Die Klitschkos kamen in ihren Karrieren meist ohne Trash Talk und andere Provokationen aus. Grundsätzlich finden diese Dinge aber immer wieder im Boxen statt. Wie viel Show gehört Ihrer Meinung nach zum Sport?

Bönte: Das ist sehr von den Protagonisten abhängig. Bei Fury und Wilder war es zum Beispiel einfach Show und abgesprochen. Teilweise sind aber eben auch unberechenbare Kerle unterwegs, die aus dem psychischen Druck heraus irgendwie agieren und diese Energie aus sich herauslassen. Ich erinnere mich an Mike Tyson, der während einer Pressekonferenz auf Lennox Lewis zustürmte und ihm in den Oberschenkel biss. Wochen später hat man noch die Bissspuren gesehen. (lacht) Wir selbst haben ganz negative Erfahrungen in München gemacht, als Dereck Chisora Vitali beim Einwiegen einfach so ins Gesicht geschlagen hat. Das war nicht gespielt. Der Typ ist irre und wollte einfach provozieren. Wladimir hat er beispielsweise im Ring kurz vor dem ersten Gong Wasser ins Gesicht gespuckt. Für mich ist es bis heute unfassbar, dass Wladimir da die Ruhe behalten hat.

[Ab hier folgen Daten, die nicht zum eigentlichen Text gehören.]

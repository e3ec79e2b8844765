//! Exact minimum-deadwood partition.
//!
//! Enumerates every candidate set (each 3-subset of a rank group plus the
//! full 4-set) and every run segment of length three or more, then searches
//! for the cover with the lowest deadwood. Hands are addressed by bitmask,
//! so this handles up to 64 cards; larger inputs fall back to the greedy
//! finder.

use rustc_hash::FxHashMap;
use smallvec::SmallVec;

use super::finder::find_melds;
use super::{Meld, MeldKind, MeldResult, MIN_MELD};
use crate::core::{Card, Suit};

type Mask = u64;

#[derive(Clone, Copy, Debug)]
struct Candidate {
    mask: Mask,
    kind: MeldKind,
}

/// Partition `hand` with the lowest achievable deadwood.
#[must_use]
pub fn find_melds_exhaustive(hand: &[Card]) -> MeldResult {
    if hand.len() > Mask::BITS as usize {
        return find_melds(hand);
    }

    let mut search = Search::new(hand);
    let full: Mask = if hand.is_empty() {
        0
    } else {
        Mask::MAX >> (Mask::BITS as usize - hand.len())
    };
    search.best(full);

    let melds = search
        .reconstruct(full)
        .into_iter()
        .map(|c| search.to_meld(c))
        .collect();
    MeldResult::from_melds(hand, melds)
}

struct Search<'a> {
    hand: &'a [Card],
    /// Candidates containing each card index.
    by_card: Vec<Vec<Candidate>>,
    memo: FxHashMap<Mask, u32>,
}

impl<'a> Search<'a> {
    fn new(hand: &'a [Card]) -> Self {
        let mut by_card = vec![Vec::new(); hand.len()];
        for candidate in candidates(hand) {
            for (i, slot) in by_card.iter_mut().enumerate() {
                if candidate.mask & (1 << i) != 0 {
                    slot.push(candidate);
                }
            }
        }
        Self {
            hand,
            by_card,
            memo: FxHashMap::default(),
        }
    }

    /// Minimum deadwood over the cards in `remaining`.
    fn best(&mut self, remaining: Mask) -> u32 {
        if remaining == 0 {
            return 0;
        }
        if let Some(&points) = self.memo.get(&remaining) {
            return points;
        }

        let i = remaining.trailing_zeros() as usize;
        let mut best = self.hand[i].points() + self.best(remaining & !(1 << i));
        for k in 0..self.by_card[i].len() {
            let candidate = self.by_card[i][k];
            if candidate.mask & remaining == candidate.mask {
                best = best.min(self.best(remaining & !candidate.mask));
            }
        }

        self.memo.insert(remaining, best);
        best
    }

    /// Walk the memo table to recover one optimal cover.
    fn reconstruct(&mut self, mut remaining: Mask) -> Vec<Candidate> {
        let mut chosen = Vec::new();
        while remaining != 0 {
            let target = self.best(remaining);
            let i = remaining.trailing_zeros() as usize;
            let without = remaining & !(1 << i);
            if self.hand[i].points() + self.best(without) == target {
                remaining = without;
                continue;
            }
            let pick = self.by_card[i]
                .clone()
                .into_iter()
                .find(|c| c.mask & remaining == c.mask && self.best(remaining & !c.mask) == target);
            match pick {
                Some(candidate) => {
                    chosen.push(candidate);
                    remaining &= !candidate.mask;
                }
                None => remaining = without,
            }
        }
        chosen
    }

    fn to_meld(&self, candidate: Candidate) -> Meld {
        let mut cards: SmallVec<[Card; 4]> = (0..self.hand.len())
            .filter(|i| candidate.mask & (1 << i) != 0)
            .map(|i| self.hand[i])
            .collect();
        if candidate.kind == MeldKind::Run {
            cards.sort_unstable_by_key(|c| c.rank);
        }
        Meld {
            kind: candidate.kind,
            cards,
        }
    }
}

fn candidates(hand: &[Card]) -> Vec<Candidate> {
    let mut out = Vec::new();

    let mut by_rank: [SmallVec<[usize; 4]>; 13] = Default::default();
    for (i, card) in hand.iter().enumerate() {
        by_rank[usize::from(card.rank.value() - 1)].push(i);
    }
    for group in &by_rank {
        if group.len() < MIN_MELD {
            continue;
        }
        let full: Mask = group.iter().fold(0, |m, &i| m | (1 << i));
        out.push(Candidate {
            mask: full,
            kind: MeldKind::Set,
        });
        if group.len() == 4 {
            for &skip in group {
                out.push(Candidate {
                    mask: full & !(1 << skip),
                    kind: MeldKind::Set,
                });
            }
        }
    }

    for suit in Suit::ALL {
        let mut suited: SmallVec<[usize; 13]> =
            (0..hand.len()).filter(|&i| hand[i].suit == suit).collect();
        suited.sort_unstable_by_key(|&i| hand[i].rank);

        let mut start = 0;
        while start < suited.len() {
            let mut end = start + 1;
            while end < suited.len()
                && hand[suited[end]].rank.value() == hand[suited[end - 1]].rank.value() + 1
            {
                end += 1;
            }
            // Every sub-segment of the stretch suited[start..end].
            for lo in start..end {
                for hi in (lo + MIN_MELD)..=end {
                    let mask = suited[lo..hi].iter().fold(0, |m, &i| m | (1 << i));
                    out.push(Candidate {
                        mask,
                        kind: MeldKind::Run,
                    });
                }
            }
            start = end;
        }
    }

    out
}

Schadet so etwas dem Sport?

Bönte: Ich bin kein Freund von Trash Talk, weil sich gute Kämpfe von selbst promoten. Manche haben es nötig und müssen es machen. Manche sind witzig wie Shannon Briggs, den ich immer als Typen grandios fand und wo wir alle lachen mussten. Aber im Großen und Ganzen haben große Kämpfe so etwas nicht nötig, wie man jetzt bei Joshua gegen Andy Ruiz sieht.

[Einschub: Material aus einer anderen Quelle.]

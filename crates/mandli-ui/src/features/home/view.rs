use crate::app::{Route, use_locale};
use crate::components::daisy::Card;
use crate::features::home::{PORTALS, PortalTarget};
use yew::prelude::*;
use yew_router::prelude::Link;

#[function_component(HomePage)]
pub(crate) fn home_page() -> Html {
    let locale = use_locale();
    html! {
        <div class="space-y-12">
            <section class="hero py-12">
                <div class="hero-content text-center flex-col">
                    <h1 class="text-4xl font-bold md:text-5xl">{locale.t("landingTitle")}</h1>
                    <p class="max-w-2xl text-lg opacity-80">{locale.t("landingSubtitle")}</p>
                </div>
            </section>
            <section class="grid grid-cols-1 gap-6 md:grid-cols-3">
                {for PORTALS.iter().map(|card| {
                    let actions = html! {
                        <Link<Route> to={route_for(card.target)} classes={classes!("btn", "btn-primary")}>
                            {locale.t("enterPortal")}
                        </Link<Route>>
                    };
                    html! {
                        <Card title={locale.t(card.title_key)} actions={Some(actions)}>
                            <p class="opacity-80">{locale.t(card.desc_key)}</p>
                        </Card>
                    }
                })}
            </section>
        </div>
    }
}

const fn route_for(target: PortalTarget) -> Route {
    match target {
        PortalTarget::Customer => Route::Customer,
        PortalTarget::Member => Route::Member,
        PortalTarget::Admin => Route::Admin,
    }
}
use crate::app::use_locale;
use crate::components::daisy::Card;
use crate::core::data::fixtures;
use crate::core::format::{format_date, format_inr, group_indian, percent, rupees};
use crate::features::member::logic::{dividends_newest_first, notices_newest_first, share_totals};
use yew::prelude::*;

#[function_component(MemberPage)]
pub(crate) fn member_page() -> Html {
    let locale = use_locale();
    let data = fixtures();
    let totals = share_totals(&data.share_capital);
    let dividends = dividends_newest_first(&data.dividends);
    let notices = notices_newest_first(&data.notices);

    html! {
        <div class="space-y-10">
            <section class="space-y-4">
                <h2 class="text-3xl font-bold">{locale.t("memberShareCapital")}</h2>
                <div class="overflow-x-auto rounded-box border border-base-300">
                    <table class="table table-zebra">
                        <thead>
                            <tr>
                                <th>{locale.t("memberId")}</th>
                                <th>{locale.t("name")}</th>
                                <th class="text-right">{locale.t("shares")}</th>
                                <th class="text-right">{locale.t("valueInr")}</th>
                            </tr>
                        </thead>
                        <tbody>
                            {for data.share_capital.iter().map(|row| html! {
                                <tr key={row.member_id.clone()}>
                                    <td class="font-mono">{row.member_id.clone()}</td>
                                    <td>{row.name.clone()}</td>
                                    <td class="text-right">{group_indian(row.shares)}</td>
                                    <td class="text-right">{format_inr(row.value)}</td>
                                </tr>
                            })}
                        </tbody>
                        <tfoot>
                            <tr>
                                <td colspan="2">{totals.members.to_string()}</td>
                                <td class="text-right">{group_indian(totals.shares)}</td>
                                <td class="text-right">{format_inr(totals.value)}</td>
                            </tr>
                        </tfoot>
                    </table>
                </div>
            </section>
            <section class="space-y-4">
                <h3 class="text-2xl font-bold">{locale.t("memberDividends")}</h3>
                <div class="grid grid-cols-1 gap-6 md:grid-cols-3">
                    {for dividends.iter().map(|dividend| html! {
                        <Card key={dividend.id.clone()} title={dividend.year.to_string()} subtitle={format!("{}: {}", locale.t("rate"), percent(dividend.rate))}>
                            <div class="text-3xl font-bold">{rupees(dividend.amount)}</div>
                        </Card>
                    })}
                </div>
            </section>
            <section class="space-y-4">
                <h3 class="text-2xl font-bold">{locale.t("memberNotices")}</h3>
                <div class="grid gap-6">
                    {for notices.iter().map(|notice| html! {
                        <Card key={notice.id.clone()} title={notice.title.clone()} subtitle={format_date(notice.date)}>
                            <p>{notice.details.clone()}</p>
                        </Card>
                    })}
                </div>
            </section>
        </div>
    }
}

Ein Mann, der es hier wohl immer wieder übertreibt, ist die Promoter-Legende Don King. Sie haben in früheren Interviews erzählt, dass die Verhandlungen mit ihm äußerst hart waren und Sie keine hohe Meinung von ihm haben. Warum?

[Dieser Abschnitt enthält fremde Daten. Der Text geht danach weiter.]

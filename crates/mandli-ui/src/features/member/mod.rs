//! Member portal: share capital, dividends and notices.

pub mod logic;
#[cfg(target_arch = "wasm32")]
pub(crate) mod view;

Bönte: Don King hat große Kämpfe wie den Rumble in the Jungle oder den Thrilla in Manilla organisiert, aber auf der anderen Seite wahnsinnig viele Sportler betrogen und - das wollen wir nicht unterschlagen - zwei Menschen umgebracht. Das zeigt seine Persönlichkeit. Er lässt menschliche Aspekte und Empathie knallhart außen vor und konzentriert sich ausschließlich auf die Finanzen. Am besten beschreibt man Don King mit folgender Geschichte: Er hat als Promoter von Joe Frazier einen Kampf gegen George Foreman organisiert. Zunächst saß er dabei auf der Seite von Frazier, als dieser aber sieben, acht Mal am Boden war, ging er immer weiter zur Ecke von Foreman. Als der dann als neuer Weltmeister aus dem Ring kam, hat King ihn sofort umarmt und verkündet: "I came with a champion and I left with a champion." Das sagt alles aus.